Stephen West of Philosophize This! tackles a philosophical dead-end that has trapped Western thought for centuries: the idea that we are isolated minds staring out at a world of dead objects. In a field often bogged down by dense jargon, this piece cuts through the noise to argue that our primary reality is not observation, but immersion. It challenges the listener to abandon the comforting illusion that they can strip away their history and culture to find a "pure" truth, suggesting instead that our biases are the very lens through which existence becomes intelligible.

The Cartesian Trap

The piece begins by dismantling the foundation of modern philosophy, which West identifies as the legacy of René Descartes. The standard view assumes a "subject" (the thinker) exists separately from "objects" (the world). Philosophize This! writes, "The assumption is that that's the starting point of any further analysis we're going to do. Assumptions like: I am a self, a subject, a mind. I exist in a spatial realm of objects that is outside of me." This framing has dominated science and philosophy for centuries, creating a dualistic split that West argues is fundamentally flawed. The commentary effectively highlights how this separation forces us into impossible philosophical problems, such as proving the external world exists or solving the free will debate.

Framing our being in a different way - martin heidegger

Critics might note that Descartes' method of doubt was intended as a tool for certainty, not a literal description of human psychology, and that discarding it entirely risks losing the rigor of scientific inquiry. However, the author's point is descriptive rather than prescriptive; he is not saying we cannot do science, but that science is a secondary layer built upon a more fundamental way of being.

Dasein and Being-in-the-World

To replace the subject/object split, West introduces Martin Heidegger's concept of Dasein, or "being-there." The core of the argument is that we are not entities in a world, but rather our existence is defined by our engagement with it. As Philosophize This! puts it, "We are not a being that is in the world. We are: being-in-the-world." This distinction is crucial. It suggests that before we ever analyze a keyboard as a collection of plastic and silicon, we experience it as an extension of our intent to write an email. The tool disappears into the background of our action, becoming "ready-to-hand."

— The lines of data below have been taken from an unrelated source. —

pub mod kinematics;
pub mod deformation;
pub mod density;
pub mod mean_free_path;
pub mod euler_lagrange;
pub mod meniscus;
use bevy::math::primitives::{Cuboid, Sphere};
use bevy::prelude::*;

use crate::simulation::scenario::DeformationScene;
use crate::simulation::states::NVec3;

/// Tags the sphere of lattice point `0`, drawn displaced when `1` is true
#[derive(Component)]
struct LatticePoint(pub usize, pub bool);

/// Tags the orbiting camera
#[derive(Component)]
struct OrbitCamera;

/// World-space → screen-space scaling factor for positions and radii
const SCALE3D: f32 = 50.0;

/// Distance of the camera from the origin
const CAMERA_DISTANCE: f32 = 400.0;

pub fn run_3d(scene: DeformationScene) {
    info!("run_3d: starting Bevy 3D viewer with {} lattice points", scene.points().len());

    App::new()
        .insert_resource(scene)
        .add_plugins(DefaultPlugins)
        .add_systems(Startup, setup_3d)
        .add_systems(Update, (orbit_camera_3d, (scale_keys_3d, sync_lattice_3d).chain()))
        .run();
}

fn to_vec3(p: &NVec3) -> Vec3 {
    Vec3::new(p.x as f32, p.y as f32, p.z as f32) * SCALE3D
}

/// Startup system: camera, light, axes and two spheres per lattice point
fn setup_3d(
    mut commands: Commands,
    mut meshes: ResMut<Assets<Mesh>>,
    mut materials: ResMut<Assets<StandardMaterial>>,
    scene: Res<DeformationScene>,
) {
    commands.spawn((
        Camera3dBundle {
            camera: Camera {
                clear_color: ClearColorConfig::Custom(Color::srgb(0.07, 0.07, 0.09)),
                ..Default::default()
            },
            transform: Transform::from_xyz(0.0, 0.4 * CAMERA_DISTANCE, CAMERA_DISTANCE).looking_at(Vec3::ZERO, Vec3::Y),
            ..Default::default()
        },
        OrbitCamera,
    ));

    commands.spawn(PointLightBundle {
        point_light: PointLight {
            intensity: 1500.0,
            range: 2000.0,
            ..Default::default()
        },
        transform: Transform::from_xyz(100.0, 200.0, CAMERA_DISTANCE),
        ..Default::default()
    });

    spawn_axes(&mut commands, &mut meshes, &mut materials, scene.extent as f32);

    let radius = 0.03 * scene.extent.max(0.1) as f32 * SCALE3D;
    let original = materials.add(StandardMaterial {
        base_color: Color::srgb(0.45, 0.45, 0.5),
        unlit: true,
        ..Default::default()
    });
    let deformed = materials.add(StandardMaterial {
        base_color: Color::srgb(1.0, 0.75, 0.25),
        unlit: true,
        ..Default::default()
    });
    let mesh = meshes.add(Sphere::new(radius).mesh());

    for (i, (p, q)) in scene.points().iter().enumerate() {
        for (displaced, at, material) in [(false, p, &original), (true, q, &deformed)] {
            commands.spawn((
                PbrBundle {
                    mesh: mesh.clone(),
                    material: material.clone(),
                    transform: Transform::from_translation(to_vec3(at)),
                    ..Default::default()
                },
                LatticePoint(i, displaced),
            ));
        }
    }
}

/// Slow turn around the vertical axis
fn orbit_camera_3d(time: Res<Time>, mut query: Query<&mut Transform, With<OrbitCamera>>) {
    let angle = 0.3 * time.elapsed_seconds();
    for mut transform in &mut query {
        *transform = Transform::from_xyz(
            CAMERA_DISTANCE * angle.sin(),
            0.4 * CAMERA_DISTANCE,
            CAMERA_DISTANCE * angle.cos(),
        )
        .looking_at(Vec3::ZERO, Vec3::Y);
    }
}

/// Up/Down arrows double/halve the displacement scale
fn scale_keys_3d(keys: Res<ButtonInput<KeyCode>>, mut scene: ResMut<DeformationScene>) {
    let factor = if keys.just_pressed(KeyCode::ArrowUp) {
        2.0
    } else if keys.just_pressed(KeyCode::ArrowDown) {
        0.5
    } else {
        return;
    };
    scene.rescale(factor);
    info!(scale = scene.scale, "displacement scale changed");
}

/// Re-place spheres when the scene was rescaled
fn sync_lattice_3d(scene: Res<DeformationScene>, mut query: Query<(&LatticePoint, &mut Transform)>) {
    if !scene.is_changed() {
        return;
    }
    let points = scene.points();
    for (LatticePoint(i, displaced), mut transform) in &mut query {
        if let Some((p, q)) = points.get(*i) {
            transform.translation = to_vec3(if *displaced { q } else { p });
        }
    }
}

// =========================================================================================
// Draw 3D axes for visual reference
// =========================================================================================

fn spawn_axes(commands: &mut Commands, meshes: &mut Assets<Mesh>, materials: &mut Assets<StandardMaterial>, extent: f32) {
    let axis_len = 3.0 * extent * SCALE3D;
    let axis_thickness = 0.01 * extent * SCALE3D;

    let axes = [
        (Vec3::new(axis_len, axis_thickness, axis_thickness), Color::srgb(1.0, 0.3, 0.3)), // x
        (Vec3::new(axis_thickness, axis_len, axis_thickness), Color::srgb(0.35, 0.85, 0.45)), // y
        (Vec3::new(axis_thickness, axis_thickness, axis_len), Color::srgb(0.3, 0.6, 1.0)), // z
    ];
    for (size, color) in axes {
        // Cuboid is centered at its transform origin, so it crosses the world origin
        commands.spawn(PbrBundle {
            mesh: meshes.add(Cuboid::new(size.x, size.y, size.z).mesh()),
            material: materials.add(StandardMaterial {
                base_color: color,
                unlit: true,
                ..Default::default()
            }),
            transform: Transform::IDENTITY,
            ..Default::default()
        });
    }
}
pub mod error;
pub mod expression;
pub mod simulation;
pub mod configuration;
pub mod visualization;
pub mod apps;
pub mod benchmark;

pub use error::{ExpressionError, Result, SimError};
pub use expression::{differentiate, parse, simplify, Bindings, Expr};

pub use simulation::states::{Body, System, Particle, Domain, ControlVolume, NVec2, NVec3};
pub use simulation::fields::{VelocityField, PresetField, ExpressionField, FieldSet, FlowParams};
pub use simulation::integrator::{advect, displacement};
pub use simulation::animation::{AnimationLoop, FrameApp, PlayState};
pub use simulation::scenario::{load_scenario, Scenario, DeformationScene};

pub use configuration::config::{AppKind, IntegratorConfig, BoundaryConfig, EngineConfig, FieldConfig, FlowPreset, ScenarioConfig};

pub use visualization::canvas::Canvas;
#[cfg(feature = "viewer")]
pub use visualization::{cmviz_vis2d::run_2d, cmviz_vis3d::run_3d};

pub use benchmark::benchmark::{bench_advection, bench_advection_curve, bench_symbolic};
use cmviz::{load_scenario, AnimationLoop, Canvas, Scenario, ScenarioConfig};
use cmviz::{bench_advection, bench_advection_curve, bench_symbolic};
#[cfg(feature = "viewer")]
use cmviz::{run_2d, run_3d, AppKind, DeformationScene};

use anyhow::{Context, Result};
use clap::Parser;
use tracing::info;
use tracing_subscriber::EnvFilter;

use std::path::PathBuf;

#[derive(Parser, Debug)]
struct Args {
    /// Scenario file; bare names are looked up under `scenarios/`
    #[arg(short, default_value = "kinematics.yaml")]
    file_name: String,

    /// Run the frame loop without a window
    #[arg(long)]
    headless: bool,

    /// Frames to run headless (overrides the scenario)
    #[arg(long)]
    frames: Option<u64>,

    /// Print advection and symbolic timings and exit
    #[arg(long)]
    bench: bool,
}

// load here to keep main clean
fn load_scenario_from_yaml(file_name: &str) -> Result<ScenarioConfig> {
    let given = PathBuf::from(file_name);
    let config_path = if given.components().count() > 1 || given.exists() {
        given
    } else {
        PathBuf::from(env!("CARGO_MANIFEST_DIR")).join("scenarios").join(file_name)
    };
    load_scenario(&config_path).with_context(|| format!("failed to load scenario {}", config_path.display()))
}

fn run_headless(scenario: Scenario, frames: Option<u64>) {
    let Scenario { mut app, world, canvas, parameters, frames: cfg_frames, .. } = scenario;
    let mut raster = Canvas::new(canvas.width.max(1), canvas.height.max(1), world);
    let mut looping = AnimationLoop::new(parameters.dt);
    let frames = frames.unwrap_or(cfg_frames);

    looping.run_headless(&mut *app, &mut raster, frames);
    info!(frames, t = looping.time, "{}: {}", app.name(), app.status());
}

#[cfg(feature = "viewer")]
fn run_windowed(scenario_cfg: ScenarioConfig, _frames: Option<u64>) -> Result<()> {
    if scenario_cfg.app == AppKind::Deformation {
        run_3d(DeformationScene::build_scene(&scenario_cfg.deformation));
    } else {
        run_2d(Scenario::build_scenario(scenario_cfg)?);
    }
    Ok(())
}

#[cfg(not(feature = "viewer"))]
fn run_windowed(scenario_cfg: ScenarioConfig, frames: Option<u64>) -> Result<()> {
    info!("built without the `viewer` feature; running headless");
    run_headless(Scenario::build_scenario(scenario_cfg)?, frames);
    Ok(())
}

fn main() -> Result<()> {
    tracing_subscriber::fmt()
        .with_env_filter(EnvFilter::try_from_default_env().unwrap_or_else(|_| EnvFilter::new("info")))
        .init();

    let args = Args::parse();

    if args.bench {
        bench_advection();
        bench_advection_curve();
        bench_symbolic();
        return Ok(());
    }

    let scenario_cfg = load_scenario_from_yaml(&args.file_name)?;

    if args.headless {
        run_headless(Scenario::build_scenario(scenario_cfg)?, args.frames);
    } else {
        run_windowed(scenario_cfg, args.frames)?;
    }

    Ok(())
}
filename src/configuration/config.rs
//! Configuration types for loading simulation scenarios from YAML.
//!
//! This module defines a thin, `serde`-deserializable representation of a
//! scenario. A scenario consists of:
//!
//! - [`AppKind`]           – which teaching app to run
//! - [`EngineConfig`]      – integrator, boundary policy, frame step and count
//! - [`DomainConfig`]      – simulated region in world units
//! - [`CanvasConfig`]      – raster size
//! - [`FieldConfig`]       – velocity field terms (presets or typed expressions), summed
//! - [`ParticlesConfig`]   – tracer count, lifetime, trail length, seed
//! - one section per app   – app specific knobs
//! - [`ScenarioConfig`]    – top-level wrapper used to load a scenario from YAML
//!
//! Everything except `app` has a default.
//!
//! # YAML format
//! An example kinematics scenario matching these types:
//!
//! ```yaml
//! app: kinematics
//!
//! engine:
//!   integrator: "midpoint"  # or "euler"
//!   boundary: "respawn"     # or "reflect"
//!   dt: 0.016
//!   frames: 600
//!
//! domain: { x_min: -5.0, x_max: 5.0, y_min: -5.0, y_max: 5.0 }
//!
//! fields:
//!   - preset: "rotation"
//!     strength: 1.0
//!   - u: "0.2*sin(t)"       # typed field, summed with the preset
//!     v: "0"
//!
//! particles:
//!   count: 300
//!   lifetime: 8.0
//!   trail_length: 40
//!   seed: 42
//! ```
//!
//! The scenario builder then maps this configuration into its runtime app.

use std::collections::BTreeMap;

use serde::Deserialize;

/// Which integrator is used to advance particles
/// `integrator: "euler"` or `integrator: "midpoint"`
#[derive(Deserialize, Debug, Clone, Copy, PartialEq, Eq)]
pub enum IntegratorConfig {
    #[serde(rename = "euler")] // Forward Euler, one field evaluation per step
    Euler,

    #[serde(rename = "midpoint")] // Second-order midpoint: half step, re-evaluate, full step
    Midpoint,
}

/// What happens to a particle that leaves the domain
#[derive(Deserialize, Debug, Clone, Copy, PartialEq, Eq)]
pub enum BoundaryConfig {
    #[serde(rename = "reflect")] // clamp position, invert the offending velocity component
    Reflect,

    #[serde(rename = "respawn")] // restart at a random point in the domain
    Respawn,
}

/// The six teaching apps
#[derive(Deserialize, Debug, Clone, Copy, PartialEq, Eq)]
#[serde(rename_all = "snake_case")]
pub enum AppKind {
    Kinematics,
    Deformation,
    Density,
    MeanFreePath,
    EulerLagrange,
    Meniscus,
}

/// Enumerated flow presets
#[derive(Deserialize, Debug, Clone, Copy, PartialEq, Eq)]
#[serde(rename_all = "snake_case")]
pub enum FlowPreset {
    Uniform,
    Rotation,
    Shear,
    Stagnation,
    Vortex,
    RadialExpansion,
    Spiral,
    CompressionWave,
    Oscillating,
}

/// Scalar metric painted under the Euler-Lagrange view
#[derive(Deserialize, Debug, Clone, Copy, PartialEq, Eq)]
#[serde(rename_all = "snake_case")]
pub enum MetricConfig {
    None,
    Speed,
    Divergence,
}

#[derive(Deserialize, Debug, Clone)]
#[serde(default)]
pub struct EngineConfig {
    pub integrator: IntegratorConfig, // Time integrator used for advancing particles
    pub boundary: BoundaryConfig, // Policy for particles leaving the domain
    pub dt: f64, // Simulated time per frame
    pub frames: u64, // Frames to run in headless mode
}

impl Default for EngineConfig {
    fn default() -> Self {
        Self {
            integrator: IntegratorConfig::Midpoint,
            boundary: BoundaryConfig::Respawn,
            dt: 1.0 / 60.0,
            frames: 600,
        }
    }
}

#[derive(Deserialize, Debug, Clone)]
#[serde(default)]
pub struct DomainConfig {
    pub x_min: f64,
    pub x_max: f64,
    pub y_min: f64,
    pub y_max: f64,
}

impl Default for DomainConfig {
    fn default() -> Self {
        Self { x_min: -5.0, x_max: 5.0, y_min: -5.0, y_max: 5.0 }
    }
}

#[derive(Deserialize, Debug, Clone)]
#[serde(default)]
pub struct CanvasConfig {
    pub width: usize,
    pub height: usize,
}

impl Default for CanvasConfig {
    fn default() -> Self {
        Self { width: 800, height: 600 }
    }
}

/// One velocity field term. Either `preset` or both `u` and `v` must be set.
#[derive(Deserialize, Debug, Clone)]
#[serde(default)]
pub struct FieldConfig {
    pub preset: Option<FlowPreset>,
    pub strength: f64, // main amplitude / rate `a`
    pub rate: f64, // secondary rate `b` or wave number `k`
    pub omega: f64, // angular frequency for time-dependent presets
    pub u: Option<String>, // typed x-velocity in x, y, t
    pub v: Option<String>, // typed y-velocity in x, y, t
    pub constants: BTreeMap<String, f64>, // extra symbols usable in `u` / `v`
}

impl Default for FieldConfig {
    fn default() -> Self {
        Self {
            preset: None,
            strength: 1.0,
            rate: 0.5,
            omega: 1.0,
            u: None,
            v: None,
            constants: BTreeMap::new(),
        }
    }
}

#[derive(Deserialize, Debug, Clone)]
#[serde(default)]
pub struct ParticlesConfig {
    pub count: usize,
    pub lifetime: f64,
    pub trail_length: usize,
    pub seed: u64,
}

impl Default for ParticlesConfig {
    fn default() -> Self {
        Self { count: 200, lifetime: 8.0, trail_length: 40, seed: 42 }
    }
}

#[derive(Deserialize, Debug, Clone)]
#[serde(default)]
pub struct KinematicsConfig {
    pub show_streamlines: bool,
    pub show_pathlines: bool,
    pub show_streaklines: bool,
    pub streamline_seeds: usize, // seeds per axis
    pub streamline_step: f64, // arc-length-ish step for frozen-time tracing
    pub streamline_max_steps: usize,
    pub injectors: Vec<[f64; 2]>,
    pub emit_interval: f64, // seconds between streak emissions
    pub max_streak_particles: usize,
}

impl Default for KinematicsConfig {
    fn default() -> Self {
        Self {
            show_streamlines: true,
            show_pathlines: true,
            show_streaklines: true,
            streamline_seeds: 6,
            streamline_step: 0.05,
            streamline_max_steps: 400,
            injectors: Vec::new(),
            emit_interval: 0.1,
            max_streak_particles: 600,
        }
    }
}

#[derive(Deserialize, Debug, Clone)]
#[serde(default)]
pub struct DensityConfig {
    pub speed: f64, // max initial particle speed
    pub particle_radius: f64, // drawn radius, world units
    pub weight_radius: f64, // neighborhood radius for the visual weight
    pub control_volume: Option<[f64; 4]>, // x0, y0, x1, y1
    pub history: usize, // number of kept density samples
}

impl Default for DensityConfig {
    fn default() -> Self {
        Self {
            speed: 1.0,
            particle_radius: 0.04,
            weight_radius: 0.5,
            control_volume: None,
            history: 240,
        }
    }
}

#[derive(Deserialize, Debug, Clone)]
#[serde(default)]
pub struct CollisionsConfig {
    pub obstacles: usize,
    pub obstacle_radius: f64,
    pub obstacle_mass: f64,
    pub obstacle_speed: f64,
    pub player_radius: f64,
    pub player_mass: f64,
    pub player_accel: f64, // steering acceleration
    pub max_speed: f64,
    pub time_limit: f64,
}

impl Default for CollisionsConfig {
    fn default() -> Self {
        Self {
            obstacles: 40,
            obstacle_radius: 0.25,
            obstacle_mass: 1.0,
            obstacle_speed: 1.5,
            player_radius: 0.2,
            player_mass: 1.0,
            player_accel: 6.0,
            max_speed: 4.0,
            time_limit: 60.0,
        }
    }
}

#[derive(Deserialize, Debug, Clone)]
#[serde(default)]
pub struct EulerLagrangeConfig {
    pub metric: MetricConfig,
    pub grid: [usize; 2], // coarse heatmap sample grid
    pub probes: [usize; 2], // Eulerian probe lattice
}

impl Default for EulerLagrangeConfig {
    fn default() -> Self {
        Self {
            metric: MetricConfig::Speed,
            grid: [32, 24],
            probes: [8, 6],
        }
    }
}

#[derive(Deserialize, Debug, Clone)]
#[serde(default)]
pub struct DeformationConfig {
    pub u: String,
    pub v: String,
    pub w: String,
    pub constants: BTreeMap<String, f64>,
    pub lattice: usize, // points per axis
    pub extent: f64, // half width of the lattice cube
    pub scale: f64, // displacement magnification
}

impl Default for DeformationConfig {
    fn default() -> Self {
        Self {
            u: "0.1*x".to_string(),
            v: "0".to_string(),
            w: "0".to_string(),
            constants: BTreeMap::new(),
            lattice: 5,
            extent: 1.0,
            scale: 1.0,
        }
    }
}

#[derive(Deserialize, Debug, Clone)]
#[serde(default)]
pub struct MeniscusConfig {
    pub surface_tension: f64, // N/m
    pub density: f64, // kg/m^3
    pub gravity: f64, // m/s^2
    pub contact_angle_deg: f64,
    pub step_interval: f64, // seconds between revealed derivation steps
}

impl Default for MeniscusConfig {
    fn default() -> Self {
        // water against clean glass
        Self {
            surface_tension: 0.072,
            density: 1000.0,
            gravity: 9.81,
            contact_angle_deg: 20.0,
            step_interval: 3.0,
        }
    }
}

/// Top-level scenario configuration loaded from YAML.
#[derive(Deserialize, Debug, Clone)]
pub struct ScenarioConfig {
    pub app: AppKind, // Which app to build
    #[serde(default)]
    pub engine: EngineConfig, // Integrator, boundary, step
    #[serde(default)]
    pub domain: DomainConfig, // World-space region
    #[serde(default)]
    pub canvas: CanvasConfig, // Raster size
    #[serde(default)]
    pub fields: Vec<FieldConfig>, // Summed velocity field terms
    #[serde(default)]
    pub particles: ParticlesConfig,
    #[serde(default)]
    pub kinematics: KinematicsConfig,
    #[serde(default)]
    pub density: DensityConfig,
    #[serde(default)]
    pub collisions: CollisionsConfig,
    #[serde(default)]
    pub euler_lagrange: EulerLagrangeConfig,
    #[serde(default)]
    pub deformation: DeformationConfig,
    #[serde(default)]
    pub meniscus: MeniscusConfig,
}
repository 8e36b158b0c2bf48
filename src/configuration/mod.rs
pub mod config;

"Dasein is a type of being that is always already in a world, involved, immersed in a kind of fascination and care for the things in that world."

This reframing dissolves the traditional problem of free will. If humans are not isolated objects subject to causal chains like rocks, but are instead beings who project themselves into the future based on possibilities, then the question of whether we are "determined" by physics becomes a category error. West explains that trying to apply causal explanations meant for the physical world to human existence is "like asking how much the number three weighs." The strength of this section lies in its ability to make abstract ontology feel immediately relevant to daily life.

The Modern Cave

Perhaps the most striking claim in the piece is the reimagining of Plato's Allegory of the Cave. The traditional trap is thinking we are seeing shadows instead of reality. West argues that for the modern person, the trap is believing that if we just remove our cultural and linguistic biases, we will finally see the "truth." Heidegger rejects this entirely. Philosophize This! writes, "Heidegger thinks this is nonsense and that it misunderstands a fuller picture of what human existence is." The argument posits that our language, history, and biases are not barriers to truth, but the very structures that make truth possible.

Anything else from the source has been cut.